When you spot the word "types" in a line of the data below, copy that line.

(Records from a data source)
· · ·
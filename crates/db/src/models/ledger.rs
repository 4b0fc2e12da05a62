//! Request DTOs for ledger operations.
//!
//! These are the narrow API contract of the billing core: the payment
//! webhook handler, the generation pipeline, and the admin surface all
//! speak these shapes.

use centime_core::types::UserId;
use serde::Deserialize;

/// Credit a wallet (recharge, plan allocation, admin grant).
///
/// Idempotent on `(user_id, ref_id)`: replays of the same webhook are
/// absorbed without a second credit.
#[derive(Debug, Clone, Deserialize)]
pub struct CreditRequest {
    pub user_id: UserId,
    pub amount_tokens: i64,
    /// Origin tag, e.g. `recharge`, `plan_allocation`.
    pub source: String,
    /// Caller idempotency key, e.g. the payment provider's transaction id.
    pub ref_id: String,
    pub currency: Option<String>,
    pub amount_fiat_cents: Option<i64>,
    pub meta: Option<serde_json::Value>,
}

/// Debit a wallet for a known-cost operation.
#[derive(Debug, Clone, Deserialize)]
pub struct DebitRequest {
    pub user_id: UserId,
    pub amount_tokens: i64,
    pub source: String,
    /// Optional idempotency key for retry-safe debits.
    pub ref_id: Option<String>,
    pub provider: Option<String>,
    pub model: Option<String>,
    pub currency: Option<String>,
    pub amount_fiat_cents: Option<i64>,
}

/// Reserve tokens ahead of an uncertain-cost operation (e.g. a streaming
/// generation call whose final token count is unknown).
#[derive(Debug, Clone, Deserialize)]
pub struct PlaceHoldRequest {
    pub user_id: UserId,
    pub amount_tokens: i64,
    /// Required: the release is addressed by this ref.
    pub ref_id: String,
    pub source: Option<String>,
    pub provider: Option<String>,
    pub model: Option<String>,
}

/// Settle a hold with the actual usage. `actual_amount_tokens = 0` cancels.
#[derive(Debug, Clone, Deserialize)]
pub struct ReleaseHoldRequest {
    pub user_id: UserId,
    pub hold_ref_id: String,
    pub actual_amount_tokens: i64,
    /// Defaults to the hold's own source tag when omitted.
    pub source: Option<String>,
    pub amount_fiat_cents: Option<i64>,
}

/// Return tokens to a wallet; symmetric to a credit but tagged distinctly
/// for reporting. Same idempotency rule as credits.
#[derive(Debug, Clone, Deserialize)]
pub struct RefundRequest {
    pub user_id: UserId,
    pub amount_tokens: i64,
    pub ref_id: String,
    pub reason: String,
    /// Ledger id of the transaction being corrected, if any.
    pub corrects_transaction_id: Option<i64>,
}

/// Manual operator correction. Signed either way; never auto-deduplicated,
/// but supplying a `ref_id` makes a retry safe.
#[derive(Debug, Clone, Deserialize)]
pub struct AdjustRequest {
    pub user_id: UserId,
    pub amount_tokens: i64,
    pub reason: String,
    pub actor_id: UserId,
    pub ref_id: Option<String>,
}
· · ·
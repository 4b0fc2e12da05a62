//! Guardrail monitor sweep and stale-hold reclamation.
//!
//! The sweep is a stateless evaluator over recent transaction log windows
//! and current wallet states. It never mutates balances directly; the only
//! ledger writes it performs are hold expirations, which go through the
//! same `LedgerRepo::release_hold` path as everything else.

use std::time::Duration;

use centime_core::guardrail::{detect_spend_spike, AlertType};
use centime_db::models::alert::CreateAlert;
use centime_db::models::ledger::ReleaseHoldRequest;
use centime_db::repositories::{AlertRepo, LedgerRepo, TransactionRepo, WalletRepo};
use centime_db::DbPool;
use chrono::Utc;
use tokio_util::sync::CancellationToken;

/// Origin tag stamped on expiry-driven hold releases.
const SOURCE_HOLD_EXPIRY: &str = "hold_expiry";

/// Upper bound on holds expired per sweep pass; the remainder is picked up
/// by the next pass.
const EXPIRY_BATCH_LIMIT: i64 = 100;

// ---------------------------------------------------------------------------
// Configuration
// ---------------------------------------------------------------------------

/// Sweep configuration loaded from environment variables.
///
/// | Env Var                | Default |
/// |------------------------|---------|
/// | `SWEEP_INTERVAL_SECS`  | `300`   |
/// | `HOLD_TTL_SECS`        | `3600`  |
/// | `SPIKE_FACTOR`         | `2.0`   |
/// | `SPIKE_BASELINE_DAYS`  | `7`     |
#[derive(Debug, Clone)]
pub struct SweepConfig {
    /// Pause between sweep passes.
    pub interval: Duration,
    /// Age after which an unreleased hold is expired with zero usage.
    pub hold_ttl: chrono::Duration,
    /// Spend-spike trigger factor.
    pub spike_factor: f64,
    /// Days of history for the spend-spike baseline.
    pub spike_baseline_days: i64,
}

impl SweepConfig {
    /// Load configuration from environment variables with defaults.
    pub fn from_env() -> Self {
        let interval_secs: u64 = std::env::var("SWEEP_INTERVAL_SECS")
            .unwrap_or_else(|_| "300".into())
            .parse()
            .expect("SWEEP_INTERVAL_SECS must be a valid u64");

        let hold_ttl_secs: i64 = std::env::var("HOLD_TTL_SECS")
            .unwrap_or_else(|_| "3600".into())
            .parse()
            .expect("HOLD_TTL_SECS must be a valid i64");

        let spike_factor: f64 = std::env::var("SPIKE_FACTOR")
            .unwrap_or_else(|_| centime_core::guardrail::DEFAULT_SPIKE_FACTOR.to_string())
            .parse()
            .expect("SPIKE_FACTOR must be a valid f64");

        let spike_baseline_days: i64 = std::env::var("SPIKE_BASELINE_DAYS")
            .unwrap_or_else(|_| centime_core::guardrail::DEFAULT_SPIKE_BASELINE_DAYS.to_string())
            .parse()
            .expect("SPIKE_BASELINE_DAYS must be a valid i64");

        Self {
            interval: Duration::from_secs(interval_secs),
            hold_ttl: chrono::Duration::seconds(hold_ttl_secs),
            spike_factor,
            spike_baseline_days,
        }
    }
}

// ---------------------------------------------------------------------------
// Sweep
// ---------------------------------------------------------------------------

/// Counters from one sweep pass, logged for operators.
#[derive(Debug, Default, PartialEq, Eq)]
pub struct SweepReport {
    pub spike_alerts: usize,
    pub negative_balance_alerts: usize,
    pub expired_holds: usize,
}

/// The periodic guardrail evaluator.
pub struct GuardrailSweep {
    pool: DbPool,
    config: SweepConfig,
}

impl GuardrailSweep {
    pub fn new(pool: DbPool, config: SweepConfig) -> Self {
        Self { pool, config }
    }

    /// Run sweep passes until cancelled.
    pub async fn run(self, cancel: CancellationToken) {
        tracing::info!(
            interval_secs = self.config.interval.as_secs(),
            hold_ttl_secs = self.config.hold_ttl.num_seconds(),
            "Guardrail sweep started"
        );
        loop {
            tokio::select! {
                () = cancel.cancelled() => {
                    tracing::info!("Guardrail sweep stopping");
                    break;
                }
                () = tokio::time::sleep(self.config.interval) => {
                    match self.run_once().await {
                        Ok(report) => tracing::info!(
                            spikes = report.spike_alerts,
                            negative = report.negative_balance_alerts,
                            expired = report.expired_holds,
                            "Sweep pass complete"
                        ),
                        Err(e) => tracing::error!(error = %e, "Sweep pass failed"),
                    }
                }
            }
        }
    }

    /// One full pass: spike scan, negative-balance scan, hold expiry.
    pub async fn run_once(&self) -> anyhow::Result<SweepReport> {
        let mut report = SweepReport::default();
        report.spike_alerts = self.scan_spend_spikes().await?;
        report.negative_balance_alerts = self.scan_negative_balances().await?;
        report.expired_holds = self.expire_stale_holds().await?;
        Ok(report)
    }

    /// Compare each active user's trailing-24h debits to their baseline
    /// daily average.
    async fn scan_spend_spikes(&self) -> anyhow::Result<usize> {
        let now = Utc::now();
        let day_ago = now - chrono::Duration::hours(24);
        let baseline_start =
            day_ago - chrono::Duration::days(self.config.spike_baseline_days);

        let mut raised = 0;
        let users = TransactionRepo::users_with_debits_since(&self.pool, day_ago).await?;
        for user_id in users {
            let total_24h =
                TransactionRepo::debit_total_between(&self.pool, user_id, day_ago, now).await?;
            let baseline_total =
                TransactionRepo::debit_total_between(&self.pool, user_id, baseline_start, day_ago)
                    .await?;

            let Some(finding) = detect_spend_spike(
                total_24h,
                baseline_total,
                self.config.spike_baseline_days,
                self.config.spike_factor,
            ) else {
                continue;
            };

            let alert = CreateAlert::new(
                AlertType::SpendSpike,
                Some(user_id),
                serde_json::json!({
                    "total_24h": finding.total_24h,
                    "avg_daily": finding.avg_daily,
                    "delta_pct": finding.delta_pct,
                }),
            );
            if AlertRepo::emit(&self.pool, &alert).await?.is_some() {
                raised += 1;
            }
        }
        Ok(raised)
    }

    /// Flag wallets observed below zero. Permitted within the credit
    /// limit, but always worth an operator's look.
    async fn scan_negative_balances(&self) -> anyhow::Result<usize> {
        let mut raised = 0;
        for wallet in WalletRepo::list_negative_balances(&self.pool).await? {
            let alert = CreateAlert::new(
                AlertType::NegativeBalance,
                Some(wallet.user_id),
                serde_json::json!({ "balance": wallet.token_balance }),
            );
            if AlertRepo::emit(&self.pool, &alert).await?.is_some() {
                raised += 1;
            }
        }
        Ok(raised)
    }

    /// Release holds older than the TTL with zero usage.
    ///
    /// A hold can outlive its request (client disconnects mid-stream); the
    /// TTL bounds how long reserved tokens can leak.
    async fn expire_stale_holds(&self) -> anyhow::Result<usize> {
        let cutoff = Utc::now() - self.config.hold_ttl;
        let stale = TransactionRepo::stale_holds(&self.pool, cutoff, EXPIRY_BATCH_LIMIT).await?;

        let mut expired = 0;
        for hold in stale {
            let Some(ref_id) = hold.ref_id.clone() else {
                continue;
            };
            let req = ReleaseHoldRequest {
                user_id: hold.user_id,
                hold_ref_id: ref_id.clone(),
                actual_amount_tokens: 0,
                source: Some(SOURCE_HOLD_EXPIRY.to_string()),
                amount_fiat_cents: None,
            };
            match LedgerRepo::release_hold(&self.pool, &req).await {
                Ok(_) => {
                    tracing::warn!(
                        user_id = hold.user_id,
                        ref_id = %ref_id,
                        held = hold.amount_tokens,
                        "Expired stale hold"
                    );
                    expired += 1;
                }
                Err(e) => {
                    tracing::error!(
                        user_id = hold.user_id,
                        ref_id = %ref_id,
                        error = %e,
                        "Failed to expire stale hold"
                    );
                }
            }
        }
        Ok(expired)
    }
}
· · ·
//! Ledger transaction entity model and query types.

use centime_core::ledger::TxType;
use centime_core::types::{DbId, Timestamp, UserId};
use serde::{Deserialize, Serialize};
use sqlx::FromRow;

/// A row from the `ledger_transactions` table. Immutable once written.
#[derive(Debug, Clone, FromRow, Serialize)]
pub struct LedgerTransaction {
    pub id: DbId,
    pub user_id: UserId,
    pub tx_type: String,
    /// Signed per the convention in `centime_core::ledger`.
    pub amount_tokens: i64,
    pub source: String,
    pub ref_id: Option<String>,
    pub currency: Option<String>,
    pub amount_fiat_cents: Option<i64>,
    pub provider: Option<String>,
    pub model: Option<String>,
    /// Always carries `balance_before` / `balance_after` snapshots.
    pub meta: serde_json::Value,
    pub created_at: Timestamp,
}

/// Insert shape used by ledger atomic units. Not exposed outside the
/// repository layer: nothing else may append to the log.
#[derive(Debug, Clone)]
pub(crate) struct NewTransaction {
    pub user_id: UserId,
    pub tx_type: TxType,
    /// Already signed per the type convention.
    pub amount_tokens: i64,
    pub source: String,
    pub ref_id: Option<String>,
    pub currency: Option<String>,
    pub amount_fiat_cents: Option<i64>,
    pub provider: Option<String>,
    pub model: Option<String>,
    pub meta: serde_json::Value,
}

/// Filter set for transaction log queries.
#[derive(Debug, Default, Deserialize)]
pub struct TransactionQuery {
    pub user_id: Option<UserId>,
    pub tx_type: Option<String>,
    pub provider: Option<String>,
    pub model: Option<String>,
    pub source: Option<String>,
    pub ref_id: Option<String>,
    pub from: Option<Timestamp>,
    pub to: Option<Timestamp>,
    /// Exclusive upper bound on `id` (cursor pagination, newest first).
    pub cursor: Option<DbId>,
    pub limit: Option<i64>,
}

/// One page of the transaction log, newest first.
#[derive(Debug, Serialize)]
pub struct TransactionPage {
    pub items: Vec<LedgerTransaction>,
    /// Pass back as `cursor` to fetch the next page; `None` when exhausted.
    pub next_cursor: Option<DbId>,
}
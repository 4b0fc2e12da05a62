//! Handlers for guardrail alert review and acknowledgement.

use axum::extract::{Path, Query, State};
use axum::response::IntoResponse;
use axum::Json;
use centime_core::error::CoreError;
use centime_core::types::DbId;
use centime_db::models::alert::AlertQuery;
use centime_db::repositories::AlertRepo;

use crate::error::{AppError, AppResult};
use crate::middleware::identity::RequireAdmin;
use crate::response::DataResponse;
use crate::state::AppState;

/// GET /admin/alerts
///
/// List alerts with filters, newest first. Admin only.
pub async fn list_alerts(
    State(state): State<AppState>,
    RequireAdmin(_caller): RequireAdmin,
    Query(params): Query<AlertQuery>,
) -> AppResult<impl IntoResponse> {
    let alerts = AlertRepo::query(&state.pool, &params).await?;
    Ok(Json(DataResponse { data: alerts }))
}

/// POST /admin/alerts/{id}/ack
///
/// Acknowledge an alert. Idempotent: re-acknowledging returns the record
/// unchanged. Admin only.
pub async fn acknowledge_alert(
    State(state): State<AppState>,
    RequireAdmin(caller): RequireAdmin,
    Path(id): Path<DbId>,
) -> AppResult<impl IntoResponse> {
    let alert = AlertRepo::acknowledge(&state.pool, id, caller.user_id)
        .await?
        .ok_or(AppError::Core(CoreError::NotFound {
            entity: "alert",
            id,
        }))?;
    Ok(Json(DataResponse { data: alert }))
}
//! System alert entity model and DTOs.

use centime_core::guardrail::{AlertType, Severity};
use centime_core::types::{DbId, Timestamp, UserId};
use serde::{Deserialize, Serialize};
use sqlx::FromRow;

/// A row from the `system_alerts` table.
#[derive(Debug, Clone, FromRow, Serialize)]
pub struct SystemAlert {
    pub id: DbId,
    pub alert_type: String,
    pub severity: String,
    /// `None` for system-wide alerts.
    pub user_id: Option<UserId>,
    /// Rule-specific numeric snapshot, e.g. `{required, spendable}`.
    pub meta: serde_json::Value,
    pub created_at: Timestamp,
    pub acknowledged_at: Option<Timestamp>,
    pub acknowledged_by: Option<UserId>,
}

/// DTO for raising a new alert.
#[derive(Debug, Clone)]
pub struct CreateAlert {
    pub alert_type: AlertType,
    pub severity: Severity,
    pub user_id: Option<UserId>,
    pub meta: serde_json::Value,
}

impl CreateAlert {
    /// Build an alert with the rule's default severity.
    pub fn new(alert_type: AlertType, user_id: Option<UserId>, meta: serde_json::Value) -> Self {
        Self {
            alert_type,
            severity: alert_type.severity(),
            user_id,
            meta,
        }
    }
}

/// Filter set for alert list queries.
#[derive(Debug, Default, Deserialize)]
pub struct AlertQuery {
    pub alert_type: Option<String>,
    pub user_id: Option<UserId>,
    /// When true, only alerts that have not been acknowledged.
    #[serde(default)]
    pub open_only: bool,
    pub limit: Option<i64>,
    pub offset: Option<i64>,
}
· · ·
*Exercise response*
use centime_core::types::UserId;
//! Ledger transaction entity model and query types.
use centime_core::types::{DbId, Timestamp, UserId};
use centime_core::types::DbId;
use centime_core::types::{DbId, Timestamp, UserId};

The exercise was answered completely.